//! Shared vocabulary between the harness, the orchestrator and callers.
//!
//! Everything here is plain data. The JSON shapes are the wire contract with
//! both the in-sandbox harness (which produces `TestCaseResult`s) and the HTTP
//! callers (which receive an `ExecutionResult`), so field names are camelCase.

use serde::{Deserialize, Deserializer, Serialize};
use serde_json::Value;
use std::fmt;

/// Outcome category of an execution or of a single test case.
#[derive(Debug, Clone, Copy, PartialEq, Eq, Hash, Serialize, Deserialize)]
pub enum Verdict {
    #[serde(rename = "Accepted")]
    Accepted,
    #[serde(rename = "Wrong Answer")]
    WrongAnswer,
    #[serde(rename = "Time Limit Exceeded")]
    TimeLimitExceeded,
    #[serde(rename = "Runtime Error")]
    RuntimeError,
    #[serde(rename = "Compilation Error")]
    CompilationError,
    #[serde(rename = "Memory Limit Exceeded")]
    MemoryLimitExceeded,
    #[serde(rename = "Internal Error")]
    InternalError,
}

impl Verdict {
    /// All verdicts in severity order.
    pub const ALL: [Verdict; 7] = [
        Verdict::Accepted,
        Verdict::WrongAnswer,
        Verdict::TimeLimitExceeded,
        Verdict::RuntimeError,
        Verdict::CompilationError,
        Verdict::MemoryLimitExceeded,
        Verdict::InternalError,
    ];

    pub fn as_str(&self) -> &'static str {
        match self {
            Verdict::Accepted => "Accepted",
            Verdict::WrongAnswer => "Wrong Answer",
            Verdict::TimeLimitExceeded => "Time Limit Exceeded",
            Verdict::RuntimeError => "Runtime Error",
            Verdict::CompilationError => "Compilation Error",
            Verdict::MemoryLimitExceeded => "Memory Limit Exceeded",
            Verdict::InternalError => "Internal Error",
        }
    }

    /// Parses the display name used on the wire. Unknown names yield `None`.
    pub fn from_name(name: &str) -> Option<Verdict> {
        Verdict::ALL.iter().copied().find(|v| v.as_str() == name)
    }

    /// Whether a per-case verdict stops the remaining cases from running.
    pub fn halts_execution(&self) -> bool {
        matches!(self, Verdict::RuntimeError)
    }

    // Rank used when folding per-case verdicts. Verdicts that per-case
    // comparison never produces rank above everything so they stick.
    fn aggregation_rank(&self) -> u8 {
        match self {
            Verdict::Accepted => 0,
            Verdict::WrongAnswer => 1,
            Verdict::RuntimeError => 2,
            _ => 3,
        }
    }

    /// Folds one test case verdict into the running overall verdict.
    ///
    /// Runtime Error dominates Wrong Answer, which dominates Accepted.
    pub fn escalate(self, case: Verdict) -> Verdict {
        if case.aggregation_rank() > self.aggregation_rank() {
            case
        } else {
            self
        }
    }

    /// Aggregates case verdicts in order, stopping at the first halting one.
    pub fn aggregate<I: IntoIterator<Item = Verdict>>(cases: I) -> Verdict {
        let mut overall = Verdict::Accepted;
        for case in cases {
            overall = overall.escalate(case);
            if case.halts_execution() {
                break;
            }
        }
        overall
    }
}

impl fmt::Display for Verdict {
    fn fmt(&self, f: &mut fmt::Formatter<'_>) -> fmt::Result {
        f.write_str(self.as_str())
    }
}

/// A single input/expected-output pair supplied by the caller.
#[derive(Debug, Clone, PartialEq, Serialize, Deserialize)]
#[serde(rename_all = "camelCase")]
pub struct TestCase {
    #[serde(deserialize_with = "deserialize_id")]
    pub id: String,
    /// Positional arguments passed to the entry point.
    #[serde(default)]
    pub input: Vec<Value>,
    /// `None` means the field was absent and any output is accepted.
    /// An explicit JSON `null` is kept as `Some(Value::Null)`.
    #[serde(
        default,
        deserialize_with = "deserialize_present",
        skip_serializing_if = "Option::is_none"
    )]
    pub expected_output: Option<Value>,
}

impl TestCase {
    pub fn new(id: impl Into<String>, input: Vec<Value>, expected_output: Option<Value>) -> Self {
        Self {
            id: id.into(),
            input,
            expected_output,
        }
    }
}

/// Result of a single test case, produced by the harness and relayed verbatim.
#[derive(Debug, Clone, PartialEq, Serialize, Deserialize)]
#[serde(rename_all = "camelCase")]
pub struct TestCaseResult {
    #[serde(deserialize_with = "deserialize_id")]
    pub id: String,
    pub verdict: Verdict,
    #[serde(default)]
    pub actual_output: Option<Value>,
    #[serde(default)]
    pub expected_output: Option<Value>,
    /// Elapsed time in milliseconds.
    #[serde(default)]
    pub time: f64,
    #[serde(default)]
    pub stdout: String,
    #[serde(default)]
    pub stderr: String,
}

/// The single, immutable return value of one judge invocation.
#[derive(Debug, Clone, PartialEq, Serialize, Deserialize)]
#[serde(rename_all = "camelCase")]
pub struct ExecutionResult {
    pub verdict: Verdict,
    pub stdout: String,
    pub stderr: String,
    /// Total elapsed time in milliseconds.
    pub execution_time: f64,
    /// Memory usage in kilobytes, zero when it could not be measured.
    pub memory_usage: u64,
    #[serde(default, skip_serializing_if = "Option::is_none")]
    pub test_case_results: Option<Vec<TestCaseResult>>,
}

impl ExecutionResult {
    fn synthesized(verdict: Verdict, stdout: String, stderr: String, execution_time: f64) -> Self {
        Self {
            verdict,
            stdout,
            stderr,
            execution_time,
            memory_usage: 0,
            test_case_results: None,
        }
    }

    /// Infrastructure failure; nothing the submitted code did.
    pub fn internal_error(message: impl Into<String>) -> Self {
        Self::synthesized(Verdict::InternalError, String::new(), message.into(), 0.0)
    }

    pub fn runtime_error(stdout: String, stderr: String, execution_time: f64) -> Self {
        Self::synthesized(Verdict::RuntimeError, stdout, stderr, execution_time)
    }

    pub fn memory_limit_exceeded(stdout: String, stderr: String, execution_time: f64) -> Self {
        Self::synthesized(Verdict::MemoryLimitExceeded, stdout, stderr, execution_time)
    }

    pub fn time_limit_exceeded(stdout: String, stderr: String, execution_time: f64) -> Self {
        Self::synthesized(Verdict::TimeLimitExceeded, stdout, stderr, execution_time)
    }

    pub fn with_memory_usage(mut self, memory_usage: u64) -> Self {
        self.memory_usage = memory_usage;
        self
    }

    pub fn results(&self) -> &[TestCaseResult] {
        self.test_case_results.as_deref().unwrap_or(&[])
    }
}

/// Input of one orchestrator invocation.
#[derive(Debug, Clone)]
pub struct ExecutionRequest {
    pub user_id: String,
    pub session_id: String,
    pub language: String,
    pub code: String,
    pub test_cases: Vec<TestCase>,
}

/// Body of the `run` operation: visible/sample test cases supplied inline.
#[derive(Debug, Clone, Serialize, Deserialize)]
#[serde(rename_all = "camelCase")]
pub struct RunRequest {
    pub code: String,
    pub language: String,
    #[serde(default)]
    pub test_cases: Vec<TestCase>,
    pub user_id: String,
    pub session_id: String,
}

/// Body of the `submit` operation: test cases are looked up by problem id.
#[derive(Debug, Clone, Serialize, Deserialize)]
#[serde(rename_all = "camelCase")]
pub struct SubmitRequest {
    pub code: String,
    pub language: String,
    pub problem_id: String,
    pub user_id: String,
    pub session_id: String,
}

impl RunRequest {
    pub fn into_execution(self) -> ExecutionRequest {
        ExecutionRequest {
            user_id: self.user_id,
            session_id: self.session_id,
            language: self.language,
            code: self.code,
            test_cases: self.test_cases,
        }
    }
}

impl SubmitRequest {
    pub fn into_execution(self, test_cases: Vec<TestCase>) -> ExecutionRequest {
        ExecutionRequest {
            user_id: self.user_id,
            session_id: self.session_id,
            language: self.language,
            code: self.code,
            test_cases,
        }
    }
}

// Ids arrive as strings from most callers but some problem sets use numbers.
fn deserialize_id<'de, D>(deserializer: D) -> Result<String, D::Error>
where
    D: Deserializer<'de>,
{
    match Value::deserialize(deserializer)? {
        Value::String(s) => Ok(s),
        Value::Number(n) => Ok(n.to_string()),
        other => Err(serde::de::Error::custom(format!(
            "test case id must be a string or number, got {}",
            other
        ))),
    }
}

fn deserialize_present<'de, D>(deserializer: D) -> Result<Option<Value>, D::Error>
where
    D: Deserializer<'de>,
{
    Value::deserialize(deserializer).map(Some)
}

#[cfg(test)]
mod tests {
    use super::*;
    use serde_json::json;

    #[test]
    fn test_verdict_wire_names() {
        assert_eq!(
            serde_json::to_value(Verdict::WrongAnswer).unwrap(),
            json!("Wrong Answer")
        );
        let parsed: Verdict = serde_json::from_value(json!("Time Limit Exceeded")).unwrap();
        assert_eq!(parsed, Verdict::TimeLimitExceeded);
        assert_eq!(Verdict::from_name("Memory Limit Exceeded"), Some(Verdict::MemoryLimitExceeded));
        assert_eq!(Verdict::from_name("Presentation Error"), None);
    }

    #[test]
    fn test_runtime_error_dominates_and_halts() {
        let overall = Verdict::aggregate(vec![
            Verdict::Accepted,
            Verdict::WrongAnswer,
            Verdict::RuntimeError,
            Verdict::Accepted,
        ]);
        assert_eq!(overall, Verdict::RuntimeError);
        assert!(Verdict::RuntimeError.halts_execution());
        assert!(!Verdict::WrongAnswer.halts_execution());
    }

    #[test]
    fn test_wrong_answer_does_not_downgrade() {
        assert_eq!(Verdict::WrongAnswer.escalate(Verdict::Accepted), Verdict::WrongAnswer);
        assert_eq!(Verdict::Accepted.escalate(Verdict::WrongAnswer), Verdict::WrongAnswer);
        assert_eq!(Verdict::RuntimeError.escalate(Verdict::WrongAnswer), Verdict::RuntimeError);
        assert_eq!(Verdict::aggregate(Vec::new()), Verdict::Accepted);
    }

    #[test]
    fn test_expected_output_absent_vs_null() {
        let absent: TestCase = serde_json::from_value(json!({"id": "0", "input": [1]})).unwrap();
        assert_eq!(absent.expected_output, None);

        let null: TestCase =
            serde_json::from_value(json!({"id": "1", "input": [], "expectedOutput": null})).unwrap();
        assert_eq!(null.expected_output, Some(Value::Null));

        // Absent stays absent on the way to the harness.
        let written = serde_json::to_value(&absent).unwrap();
        assert!(written.get("expectedOutput").is_none());
    }

    #[test]
    fn test_numeric_ids_are_accepted() {
        let case: TestCase =
            serde_json::from_value(json!({"id": 7, "input": [[2, 7, 11, 15], 9], "expectedOutput": [0, 1]}))
                .unwrap();
        assert_eq!(case.id, "7");
        assert_eq!(case.input.len(), 2);
    }

    #[test]
    fn test_execution_result_shape() {
        let result = ExecutionResult::internal_error("Unsupported language: cobol");
        let value = serde_json::to_value(&result).unwrap();
        assert_eq!(value["verdict"], "Internal Error");
        assert_eq!(value["executionTime"], 0.0);
        assert_eq!(value["memoryUsage"], 0);
        assert!(value.get("testCaseResults").is_none());
    }

    #[test]
    fn test_run_request_camel_case() {
        let request: RunRequest = serde_json::from_value(json!({
            "code": "print(1)",
            "language": "python",
            "testCases": [{"id": "0", "input": []}],
            "userId": "u1",
            "sessionId": "s1"
        }))
        .unwrap();
        let exec = request.into_execution();
        assert_eq!(exec.user_id, "u1");
        assert_eq!(exec.test_cases.len(), 1);
    }
}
==*==
_WORK INSTRUCTION_
Find the lines above that hold "which", then copy each of them.

_TASK OUTPUT_
//! both the in-sandbox harness (which produces `TestCaseResult`s) and the HTTP
//! callers (which receive an `ExecutionResult`), so field names are camelCase.
    /// Runtime Error dominates Wrong Answer, which dominates Accepted.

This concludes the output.